Es spielt also keine Rolle ob wir dick oder dünn sind, gefährdet sind alle, die durch ihre ungesunde Ernährung äußerlich oder auch innerlich dick sind. Durch diese Art der Ernährung pushen wir ständig unseren Blutzuckerspiegel nach oben und erzeugen eine dauernde Insulinüberproduktion. Das Ende vom Lied: unsere Fettzellen werden krank und insulinresistent. Die gesunde Fettzelle wird ein stiller Entzündungsherd und Entzündungen breiten sich unbemerkt im gesamten Körper aus. Wir bemerken es erst daran, dass wir in der Folge erkranken, wie zum Beispiel an Krebs aber auch Herz-Kreislauf-Krankheiten, multipler Sklerose, Reizdarmsyndrom, Arthritis, Demenz, Diabetes Typ II und anderen Zivilisationskrankheiten.
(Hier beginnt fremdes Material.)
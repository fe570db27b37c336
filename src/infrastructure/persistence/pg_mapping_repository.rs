//! PostgreSQL-backed mapping store.

use async_trait::async_trait;
use sqlx::PgPool;
use sqlx::postgres::PgPoolOptions;
use std::time::Duration;
use tracing::{debug, error, info};

use crate::domain::repositories::{MappingRepository, StoreError, WriteMode};

/// Postgres identifiers are truncated past this length.
const MAX_TABLE_NAME_LEN: usize = 63;

/// Mapping store using a single two-column table.
///
/// ```sql
/// CREATE TABLE <table> (code TEXT PRIMARY KEY, target_url TEXT NOT NULL)
/// ```
///
/// The table name comes from configuration, so statements are built once at
/// construction after the name is checked to be a plain identifier. Values
/// are always bound as parameters.
pub struct PgMappingRepository {
    pool: PgPool,
    insert_sql: String,
    upsert_sql: String,
    select_sql: String,
}

impl PgMappingRepository {
    /// Connects to PostgreSQL and creates the mapping table if it is missing.
    ///
    /// # Errors
    ///
    /// Returns [`StoreError::InvalidConfig`] if `table` is not a plain SQL
    /// identifier, and [`StoreError::Unavailable`] if the database cannot be
    /// reached.
    pub async fn connect(
        database_url: &str,
        table: &str,
        acquire_timeout: Duration,
    ) -> Result<Self, StoreError> {
        validate_table_name(table)?;

        let pool = PgPoolOptions::new()
            .max_connections(10)
            .acquire_timeout(acquire_timeout)
            .connect(database_url)
            .await?;
        info!("Connected to database");

        let repository = Self::new(pool, table)?;
        repository.ensure_table(table).await?;

        Ok(repository)
    }

    /// Creates a repository over an existing pool.
    ///
    /// # Errors
    ///
    /// Returns [`StoreError::InvalidConfig`] if `table` is not a plain SQL identifier.
    pub fn new(pool: PgPool, table: &str) -> Result<Self, StoreError> {
        validate_table_name(table)?;

        Ok(Self {
            pool,
            insert_sql: format!(
                "INSERT INTO {table} (code, target_url) VALUES ($1, $2) ON CONFLICT (code) DO NOTHING"
            ),
            upsert_sql: format!(
                "INSERT INTO {table} (code, target_url) VALUES ($1, $2) \
                 ON CONFLICT (code) DO UPDATE SET target_url = EXCLUDED.target_url"
            ),
            select_sql: format!("SELECT target_url FROM {table} WHERE code = $1"),
        })
    }

    async fn ensure_table(&self, table: &str) -> Result<(), StoreError> {
        let ddl = format!(
            "CREATE TABLE IF NOT EXISTS {table} (code TEXT PRIMARY KEY, target_url TEXT NOT NULL)"
        );
        sqlx::query(&ddl).execute(&self.pool).await?;
        info!(table, "Mapping table ready");
        Ok(())
    }
}

/// Accepts `[A-Za-z_][A-Za-z0-9_]*`, at most 63 characters.
fn validate_table_name(table: &str) -> Result<(), StoreError> {
    let mut chars = table.chars();
    let valid_start = chars
        .next()
        .is_some_and(|c| c.is_ascii_alphabetic() || c == '_');
    let valid_rest = chars.all(|c| c.is_ascii_alphanumeric() || c == '_');

    if !valid_start || !valid_rest || table.len() > MAX_TABLE_NAME_LEN {
        return Err(StoreError::InvalidConfig(format!(
            "table name must be a plain SQL identifier, got '{}'",
            table
        )));
    }

    Ok(())
}

#[async_trait]
impl MappingRepository for PgMappingRepository {
    async fn put(&self, code: &str, target_url: &str, mode: WriteMode) -> Result<(), StoreError> {
        let sql = match mode {
            WriteMode::CreateOnly => &self.insert_sql,
            WriteMode::Upsert => &self.upsert_sql,
        };

        let result = sqlx::query(sql)
            .bind(code)
            .bind(target_url)
            .execute(&self.pool)
            .await
            .map_err(|e| {
                error!("Database INSERT error for {}: {}", code, e);
                StoreError::from(e)
            })?;

        if mode == WriteMode::CreateOnly && result.rows_affected() == 0 {
            return Err(StoreError::Conflict(code.to_string()));
        }

        debug!("Store PUT: {} -> {}", code, target_url);
        Ok(())
    }

    async fn get(&self, code: &str) -> Result<Option<String>, StoreError> {
        sqlx::query_scalar::<_, String>(&self.select_sql)
            .bind(code)
            .fetch_optional(&self.pool)
            .await
            .map_err(|e| {
                error!("Database SELECT error for {}: {}", code, e);
                StoreError::from(e)
            })
    }

    async fn health_check(&self) -> bool {
        sqlx::query_scalar::<_, i32>("SELECT 1")
            .fetch_one(&self.pool)
            .await
            .is_ok()
    }
}
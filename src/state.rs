//! Shared state injected into every handler.

use axum::http::StatusCode;
use std::sync::Arc;

use crate::application::services::MappingService;
use crate::config::Config;
use crate::domain::repositories::MappingRepository;
use crate::utils::code_generator::RandomCodeGenerator;

#[derive(Clone)]
pub struct AppState {
    pub mapping_service: Arc<MappingService>,
    /// Scheme used for created URLs when the request has no `X-Forwarded-Proto`.
    pub public_scheme: String,
    /// Status returned for codes with no mapping.
    pub not_found_status: StatusCode,
}

impl AppState {
    pub fn new(
        mapping_service: Arc<MappingService>,
        public_scheme: impl Into<String>,
        not_found_status: StatusCode,
    ) -> Self {
        Self {
            mapping_service,
            public_scheme: public_scheme.into(),
            not_found_status,
        }
    }

    /// Wires a random code generator and the configured store policy around
    /// `repository`.
    pub fn from_config(config: &Config, repository: Arc<dyn MappingRepository>) -> Self {
        let service = MappingService::new(
            repository,
            Arc::new(RandomCodeGenerator::new(config.code_length)),
            config.store_policy(),
        );

        Self::new(
            Arc::new(service),
            config.public_scheme.clone(),
            config.not_found_status(),
        )
    }
}
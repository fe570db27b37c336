//! Mapping entity: a short code bound to a target URL.

/// A persisted `(code, target_url)` pair.
///
/// Mappings are create-only. Once stored, the code always resolves to the
/// same target. The target is kept verbatim and is not validated.
#[derive(Debug, Clone, PartialEq, Eq)]
pub struct Mapping {
    pub code: String,
    pub target_url: String,
}

impl Mapping {
    /// Creates a new Mapping instance.
    pub fn new(code: impl Into<String>, target_url: impl Into<String>) -> Self {
        Self {
            code: code.into(),
            target_url: target_url.into(),
        }
    }
}
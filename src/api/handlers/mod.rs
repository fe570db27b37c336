//! HTTP request handlers.

pub mod dispatch;
pub mod health;

pub use dispatch::{code_handler, root_handler, usage_handler};
pub use health::health_handler;
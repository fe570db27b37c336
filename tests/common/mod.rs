#![allow(dead_code)]

use async_trait::async_trait;
use axum::Router;
use axum::body::{Body, to_bytes};
use axum::http::{Request, StatusCode, header};
use axum_test::TestServer;
use tower::ServiceExt;
use std::sync::Arc;
use std::time::Duration;

use link_redirector::application::services::{MappingService, StorePolicy};
use link_redirector::domain::repositories::{MappingRepository, StoreError, WriteMode};
use link_redirector::infrastructure::persistence::MemoryMappingRepository;
use link_redirector::routes::app_router;
use link_redirector::state::AppState;
use link_redirector::utils::code_generator::RandomCodeGenerator;

pub const API_HOST: &str = "abc123.execute-api.us-east-1.amazonaws.com";

pub fn test_policy() -> StorePolicy {
    StorePolicy {
        timeout: Duration::from_millis(500),
        max_retries: 1,
        write_mode: WriteMode::CreateOnly,
        max_code_attempts: 5,
    }
}

pub fn create_test_state(
    repository: Arc<dyn MappingRepository>,
    not_found_status: StatusCode,
) -> AppState {
    let service = MappingService::new(
        repository,
        Arc::new(RandomCodeGenerator::default()),
        test_policy(),
    );

    AppState::new(Arc::new(service), "https", not_found_status)
}

/// Server mounted under `/prod` on a fresh in-memory store.
pub fn create_test_server() -> (TestServer, Arc<MemoryMappingRepository>) {
    let repository = Arc::new(MemoryMappingRepository::new());
    let server = create_server_with(repository.clone(), StatusCode::BAD_REQUEST, "/prod");
    (server, repository)
}

pub fn create_server_with(
    repository: Arc<dyn MappingRepository>,
    not_found_status: StatusCode,
    base_path: &str,
) -> TestServer {
    let state = create_test_state(repository, not_found_status);
    let app = app_router(state, base_path, Duration::from_secs(5));
    TestServer::new(app).unwrap()
}

/// Bare router for requests `TestServer` cannot shape, such as HTTP/2 or
/// origin-form URIs without a `Host` header.
pub fn create_test_router(
    repository: Arc<dyn MappingRepository>,
    base_path: &str,
    request_timeout: Duration,
) -> Router {
    let state = create_test_state(repository, StatusCode::BAD_REQUEST);
    app_router(state, base_path, request_timeout)
}

/// Sends one request through `router`, returning status, content type and body.
pub async fn send(router: Router, request: Request<Body>) -> (StatusCode, Option<String>, String) {
    let response = router.oneshot(request).await.unwrap();
    let status = response.status();
    let content_type = response
        .headers()
        .get(header::CONTENT_TYPE)
        .map(|v| v.to_str().unwrap().to_string());
    let body = to_bytes(response.into_body(), usize::MAX).await.unwrap();

    (status, content_type, String::from_utf8(body.to_vec()).unwrap())
}

/// Pulls the code out of a `Created URL: ...` body.
pub fn code_from_body(body: &str, url_prefix: &str) -> String {
    body.strip_prefix("Created URL: ")
        .and_then(|url| url.strip_prefix(url_prefix))
        .unwrap_or_else(|| panic!("unexpected create body: {body}"))
        .to_string()
}

/// Store whose backend is always down.
pub struct UnavailableRepository;

#[async_trait]
impl MappingRepository for UnavailableRepository {
    async fn put(&self, _code: &str, _target_url: &str, _mode: WriteMode) -> Result<(), StoreError> {
        Err(StoreError::Unavailable("connection refused".to_string()))
    }

    async fn get(&self, _code: &str) -> Result<Option<String>, StoreError> {
        Err(StoreError::Unavailable("connection refused".to_string()))
    }

    async fn health_check(&self) -> bool {
        false
    }
}

/// Store whose calls never finish.
pub struct HangingRepository;

#[async_trait]
impl MappingRepository for HangingRepository {
    async fn put(&self, _code: &str, _target_url: &str, _mode: WriteMode) -> Result<(), StoreError> {
        std::future::pending().await
    }

    async fn get(&self, _code: &str) -> Result<Option<String>, StoreError> {
        std::future::pending().await
    }

    async fn health_check(&self) -> bool {
        std::future::pending().await
    }
}
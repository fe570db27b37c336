//! Repository trait for short code to target URL persistence.

use async_trait::async_trait;
use std::time::Duration;
use thiserror::Error;

/// Errors surfaced by a mapping store backend.
#[derive(Debug, Clone, Error)]
pub enum StoreError {
    /// The backend could not be reached.
    #[error("mapping store unavailable: {0}")]
    Unavailable(String),

    /// The backend answered but refused the operation, e.g. a missing table
    /// or a permission error. Retrying will not help.
    #[error("mapping store rejected the operation: {0}")]
    Rejected(String),

    /// The operation did not finish within the per-request bound.
    #[error("mapping store timed out after {0:?}")]
    Timeout(Duration),

    /// A [`WriteMode::CreateOnly`] write hit an existing code.
    #[error("short code already exists: {0}")]
    Conflict(String),

    /// The backend was configured with a name or location it cannot use.
    #[error("invalid store configuration: {0}")]
    InvalidConfig(String),
}

impl StoreError {
    /// Returns true for failures worth retrying after a short backoff.
    pub fn is_transient(&self) -> bool {
        matches!(self, Self::Unavailable(_) | Self::Timeout(_))
    }
}

/// How [`MappingRepository::put`] treats an existing key.
#[derive(Debug, Clone, Copy, PartialEq, Eq, Default)]
pub enum WriteMode {
    /// Fail with [`StoreError::Conflict`] if the code is already taken.
    #[default]
    CreateOnly,
    /// Overwrite whatever is stored under the code.
    Upsert,
}

/// Key-value store for mappings, keyed by short code.
///
/// Writes are single-key and must be atomic at the backend, so an
/// abandoned request never leaves a half-written mapping behind.
///
/// # Implementations
///
/// - [`crate::infrastructure::persistence::PgMappingRepository`] - PostgreSQL table
/// - [`crate::infrastructure::persistence::RedisMappingRepository`] - Redis keyspace
/// - [`crate::infrastructure::persistence::MemoryMappingRepository`] - In-process map
#[cfg_attr(test, mockall::automock)]
#[async_trait]
pub trait MappingRepository: Send + Sync {
    /// Stores `target_url` under `code`.
    ///
    /// # Errors
    ///
    /// Returns [`StoreError::Conflict`] if `mode` is [`WriteMode::CreateOnly`]
    /// and the code exists. Returns [`StoreError::Unavailable`] if the backend
    /// cannot be reached.
    async fn put(&self, code: &str, target_url: &str, mode: WriteMode) -> Result<(), StoreError>;

    /// Looks up the target URL for `code`.
    ///
    /// # Returns
    ///
    /// - `Ok(Some(url))` if found
    /// - `Ok(None)` if not found
    ///
    /// # Errors
    ///
    /// Returns [`StoreError::Unavailable`] if the backend cannot be reached.
    async fn get(&self, code: &str) -> Result<Option<String>, StoreError>;

    /// Checks if the backend is reachable.
    async fn health_check(&self) -> bool;
}
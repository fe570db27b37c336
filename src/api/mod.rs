//! HTTP layer translating requests into mapping operations.
//!
//! # Modules
//!
//! - [`dto`] - Request and response shapes
//! - [`handlers`] - HTTP request handlers
//! - [`middleware`] - Request processing middleware
//! - [`response`] - Wire-level rendering of dispatch outcomes

pub mod dto;
pub mod handlers;
pub mod middleware;
pub mod response;
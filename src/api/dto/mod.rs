//! Data Transfer Objects for request parameters and JSON responses.

pub mod dispatch;
pub mod health;
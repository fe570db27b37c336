//! Core domain entities.
//!
//! - [`Mapping`] - A short code bound to its target URL

pub mod mapping;

pub use mapping::Mapping;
So ist fast jede chronische Krankheit mit einer chronisch systemischen Entzündung verbunden. 

Es sollte uns doch zum Nachdenken bringen, dass die westliche Welt derzeit mit einem beispiellosen Ausmaß an gesundheitlichen Problem konfrontiert ist.

Bei der Behandlung von Tumorerkrankungen wird bereits darauf geachtet, dass beim Patienten die Kohlenhydratzufuhr gesenkt wird und dabei die Zufuhr von Fett erhöht wird. 

So wurde gerade auch von LCHF-Deutschland wie folgt veröffentlicht: 

„Eine am 21. November publizierte Studie (1) bestätigt das, was schon lange von den Experten der LCHF- und Keto-Szene vertreten wird. Nämlich die Theorie, dass Krebszellen einen veränderten Stoffwechsel haben und sehr viel Glukose zum Wachstum aufnehmen.

Die Behandlung von Krebs

In der Schulmedizin gibt es die üblichen Behandlungen bei Krebs: Operation, Chemotherapie und Bestrahlung. Alles sehr belastend für die Patienten. Dafür darf er aber reichlich Glukose zu sich nehmen.

Was wäre, wenn es einfacher und erträglicher für die Patienten wäre? Was wäre, wenn auch in der Schulmedizin die Erkenntnisse der aktuellen Studie Einzug halten würden? Es wäre so einfach: Die Glukose weglassen.“

(1)https://www.nature.com/articles/s41586-018-0729-3

siehe dazu auch unter: 

https://lchf-deutschland.de/weg-mit-der-glukose-bei-krebs/

 

„Essen Sie was Ihnen schmeckt…“ – Wenn Ihnen das Ihr Arzt bei einer Krebsbehandlung empfiehlt, sollten Sie sich überlegen, ob Sie den Arzt wechseln….“ 

– Zitat von Dr. med. Hardy Walle

Das bringt es für mich auf dem Punkt.